● Work to complete
Every single entry must be restated word for word.

● Task data
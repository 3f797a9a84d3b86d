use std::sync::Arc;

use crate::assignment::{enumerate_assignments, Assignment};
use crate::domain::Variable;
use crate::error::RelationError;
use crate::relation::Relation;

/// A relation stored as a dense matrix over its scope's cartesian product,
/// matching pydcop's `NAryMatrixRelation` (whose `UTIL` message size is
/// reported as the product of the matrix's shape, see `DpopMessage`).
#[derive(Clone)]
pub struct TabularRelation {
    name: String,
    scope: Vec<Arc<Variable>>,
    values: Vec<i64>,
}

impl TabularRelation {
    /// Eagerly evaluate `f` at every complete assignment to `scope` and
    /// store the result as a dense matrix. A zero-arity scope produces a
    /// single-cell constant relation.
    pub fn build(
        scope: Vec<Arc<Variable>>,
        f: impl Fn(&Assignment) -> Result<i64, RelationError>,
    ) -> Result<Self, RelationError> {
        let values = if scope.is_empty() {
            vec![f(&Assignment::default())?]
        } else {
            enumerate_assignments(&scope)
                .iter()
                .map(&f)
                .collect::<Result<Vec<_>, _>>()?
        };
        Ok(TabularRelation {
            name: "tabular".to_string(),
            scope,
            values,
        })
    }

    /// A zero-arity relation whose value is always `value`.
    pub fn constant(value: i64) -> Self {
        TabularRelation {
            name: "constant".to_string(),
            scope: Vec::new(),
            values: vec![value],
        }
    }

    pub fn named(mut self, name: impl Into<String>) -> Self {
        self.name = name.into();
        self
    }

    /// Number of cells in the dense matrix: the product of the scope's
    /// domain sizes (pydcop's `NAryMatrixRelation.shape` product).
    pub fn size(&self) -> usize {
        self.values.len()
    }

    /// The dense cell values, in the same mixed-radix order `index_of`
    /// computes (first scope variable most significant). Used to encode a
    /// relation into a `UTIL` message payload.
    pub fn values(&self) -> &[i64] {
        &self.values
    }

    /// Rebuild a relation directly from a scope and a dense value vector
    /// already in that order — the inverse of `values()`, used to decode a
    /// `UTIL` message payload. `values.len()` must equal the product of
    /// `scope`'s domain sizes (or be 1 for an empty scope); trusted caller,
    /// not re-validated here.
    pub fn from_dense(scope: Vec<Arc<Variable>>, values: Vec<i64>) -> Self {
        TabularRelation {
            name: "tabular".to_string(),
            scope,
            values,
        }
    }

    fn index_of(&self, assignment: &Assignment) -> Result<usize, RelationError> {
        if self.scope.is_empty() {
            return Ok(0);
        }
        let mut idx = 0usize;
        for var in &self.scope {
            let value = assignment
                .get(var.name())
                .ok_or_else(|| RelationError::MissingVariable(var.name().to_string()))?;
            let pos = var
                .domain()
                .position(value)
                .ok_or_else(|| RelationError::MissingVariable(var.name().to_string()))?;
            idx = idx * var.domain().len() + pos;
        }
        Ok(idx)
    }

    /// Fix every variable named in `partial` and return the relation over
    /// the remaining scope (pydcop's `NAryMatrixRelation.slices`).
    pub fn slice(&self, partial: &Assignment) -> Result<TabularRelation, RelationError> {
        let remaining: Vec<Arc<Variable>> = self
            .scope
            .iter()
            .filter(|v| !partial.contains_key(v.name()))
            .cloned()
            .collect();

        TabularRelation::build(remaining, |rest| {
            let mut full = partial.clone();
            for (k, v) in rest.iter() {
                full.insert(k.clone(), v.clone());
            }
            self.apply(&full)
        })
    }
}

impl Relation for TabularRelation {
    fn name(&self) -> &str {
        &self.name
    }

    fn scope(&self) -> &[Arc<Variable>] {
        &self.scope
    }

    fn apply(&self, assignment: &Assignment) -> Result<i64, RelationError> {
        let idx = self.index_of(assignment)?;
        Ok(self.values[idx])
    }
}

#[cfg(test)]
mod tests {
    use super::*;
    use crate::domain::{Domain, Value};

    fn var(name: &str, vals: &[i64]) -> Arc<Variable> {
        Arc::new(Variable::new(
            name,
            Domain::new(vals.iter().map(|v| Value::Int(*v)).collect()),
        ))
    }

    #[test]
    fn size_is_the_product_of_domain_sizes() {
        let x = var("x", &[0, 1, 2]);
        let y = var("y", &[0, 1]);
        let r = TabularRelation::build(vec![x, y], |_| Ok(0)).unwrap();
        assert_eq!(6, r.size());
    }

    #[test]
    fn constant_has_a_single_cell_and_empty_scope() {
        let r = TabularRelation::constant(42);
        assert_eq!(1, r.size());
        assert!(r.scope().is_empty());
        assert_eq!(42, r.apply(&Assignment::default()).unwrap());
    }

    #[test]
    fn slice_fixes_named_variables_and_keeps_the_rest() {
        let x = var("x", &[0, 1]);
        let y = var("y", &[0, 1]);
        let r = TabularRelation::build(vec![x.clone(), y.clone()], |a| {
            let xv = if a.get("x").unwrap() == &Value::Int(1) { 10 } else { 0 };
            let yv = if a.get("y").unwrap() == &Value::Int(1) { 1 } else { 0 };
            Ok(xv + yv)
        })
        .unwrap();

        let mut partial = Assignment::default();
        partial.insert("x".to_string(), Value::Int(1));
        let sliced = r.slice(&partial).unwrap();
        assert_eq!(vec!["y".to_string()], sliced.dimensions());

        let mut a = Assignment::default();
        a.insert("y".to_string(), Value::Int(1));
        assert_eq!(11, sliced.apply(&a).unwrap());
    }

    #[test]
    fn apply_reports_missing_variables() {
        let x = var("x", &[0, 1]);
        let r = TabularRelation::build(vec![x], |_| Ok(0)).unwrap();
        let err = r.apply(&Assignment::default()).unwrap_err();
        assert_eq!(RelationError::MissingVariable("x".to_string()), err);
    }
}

● Solution for this exercise
repository 3f797a9a84d3b86d
use std::sync::Arc;

use crate::assignment::{enumerate_assignments, Assignment};
use crate::domain::Variable;
use crate::error::RelationError;
use crate::relation::Relation;

/// A relation stored as a dense matrix over its scope's cartesian product,
/// matching pydcop's `NAryMatrixRelation` (whose `UTIL` message size is
/// reported as the product of the matrix's shape, see `DpopMessage`).
#[derive(Clone)]
pub struct TabularRelation {
    name: String,
    scope: Vec<Arc<Variable>>,
    values: Vec<i64>,
}

impl TabularRelation {
    /// Eagerly evaluate `f` at every complete assignment to `scope` and
    /// store the result as a dense matrix. A zero-arity scope produces a
    /// single-cell constant relation.
    pub fn build(
        scope: Vec<Arc<Variable>>,
        f: impl Fn(&Assignment) -> Result<i64, RelationError>,
    ) -> Result<Self, RelationError> {
        let values = if scope.is_empty() {
            vec![f(&Assignment::default())?]
        } else {
            enumerate_assignments(&scope)
                .iter()
                .map(&f)
                .collect::<Result<Vec<_>, _>>()?
        };
        Ok(TabularRelation {
            name: "tabular".to_string(),
            scope,
            values,
        })
    }

    /// A zero-arity relation whose value is always `value`.
    pub fn constant(value: i64) -> Self {
        TabularRelation {
            name: "constant".to_string(),
            scope: Vec::new(),
            values: vec![value],
        }
    }

    pub fn named(mut self, name: impl Into<String>) -> Self {
        self.name = name.into();
        self
    }

    /// Number of cells in the dense matrix: the product of the scope's
    /// domain sizes (pydcop's `NAryMatrixRelation.shape` product).
    pub fn size(&self) -> usize {
        self.values.len()
    }

    /// The dense cell values, in the same mixed-radix order `index_of`
    /// computes (first scope variable most significant). Used to encode a
    /// relation into a `UTIL` message payload.
    pub fn values(&self) -> &[i64] {
        &self.values
    }

    /// Rebuild a relation directly from a scope and a dense value vector
    /// already in that order — the inverse of `values()`, used to decode a
    /// `UTIL` message payload. `values.len()` must equal the product of
    /// `scope`'s domain sizes (or be 1 for an empty scope); trusted caller,
    /// not re-validated here.
    pub fn from_dense(scope: Vec<Arc<Variable>>, values: Vec<i64>) -> Self {
        TabularRelation {
            name: "tabular".to_string(),
            scope,
            values,
        }
    }

    fn index_of(&self, assignment: &Assignment) -> Result<usize, RelationError> {
        if self.scope.is_empty() {
            return Ok(0);
        }
        let mut idx = 0usize;
        for var in &self.scope {
            let value = assignment
                .get(var.name())
                .ok_or_else(|| RelationError::MissingVariable(var.name().to_string()))?;
            let pos = var
                .domain()
                .position(value)
                .ok_or_else(|| RelationError::MissingVariable(var.name().to_string()))?;
            idx = idx * var.domain().len() + pos;
        }
        Ok(idx)
    }

    /// Fix every variable named in `partial` and return the relation over
    /// the remaining scope (pydcop's `NAryMatrixRelation.slices`).
    pub fn slice(&self, partial: &Assignment) -> Result<TabularRelation, RelationError> {
        let remaining: Vec<Arc<Variable>> = self
            .scope
            .iter()
            .filter(|v| !partial.contains_key(v.name()))
            .cloned()
            .collect();

        TabularRelation::build(remaining, |rest| {
            let mut full = partial.clone();
            for (k, v) in rest.iter() {
                full.insert(k.clone(), v.clone());
            }
            self.apply(&full)
        })
    }
}

impl Relation for TabularRelation {
    fn name(&self) -> &str {
        &self.name
    }

    fn scope(&self) -> &[Arc<Variable>] {
        &self.scope
    }

    fn apply(&self, assignment: &Assignment) -> Result<i64, RelationError> {
        let idx = self.index_of(assignment)?;
        Ok(self.values[idx])
    }
}

#[cfg(test)]
mod tests {
    use super::*;
    use crate::domain::{Domain, Value};

    fn var(name: &str, vals: &[i64]) -> Arc<Variable> {
        Arc::new(Variable::new(
            name,
            Domain::new(vals.iter().map(|v| Value::Int(*v)).collect()),
        ))
    }

    #[test]
    fn size_is_the_product_of_domain_sizes() {
        let x = var("x", &[0, 1, 2]);
        let y = var("y", &[0, 1]);
        let r = TabularRelation::build(vec![x, y], |_| Ok(0)).unwrap();
        assert_eq!(6, r.size());
    }

    #[test]
    fn constant_has_a_single_cell_and_empty_scope() {
        let r = TabularRelation::constant(42);
        assert_eq!(1, r.size());
        assert!(r.scope().is_empty());
        assert_eq!(42, r.apply(&Assignment::default()).unwrap());
    }

    #[test]
    fn slice_fixes_named_variables_and_keeps_the_rest() {
        let x = var("x", &[0, 1]);
        let y = var("y", &[0, 1]);
        let r = TabularRelation::build(vec![x.clone(), y.clone()], |a| {
            let xv = if a.get("x").unwrap() == &Value::Int(1) { 10 } else { 0 };
            let yv = if a.get("y").unwrap() == &Value::Int(1) { 1 } else { 0 };
            Ok(xv + yv)
        })
        .unwrap();

        let mut partial = Assignment::default();
        partial.insert("x".to_string(), Value::Int(1));
        let sliced = r.slice(&partial).unwrap();
        assert_eq!(vec!["y".to_string()], sliced.dimensions());

        let mut a = Assignment::default();
        a.insert("y".to_string(), Value::Int(1));
        assert_eq!(11, sliced.apply(&a).unwrap());
    }

    #[test]
    fn apply_reports_missing_variables() {
        let x = var("x", &[0, 1]);
        let r = TabularRelation::build(vec![x], |_| Ok(0)).unwrap();
        let err = r.apply(&Assignment::default()).unwrap_err();
        assert_eq!(RelationError::MissingVariable("x".to_string()), err);
    }
}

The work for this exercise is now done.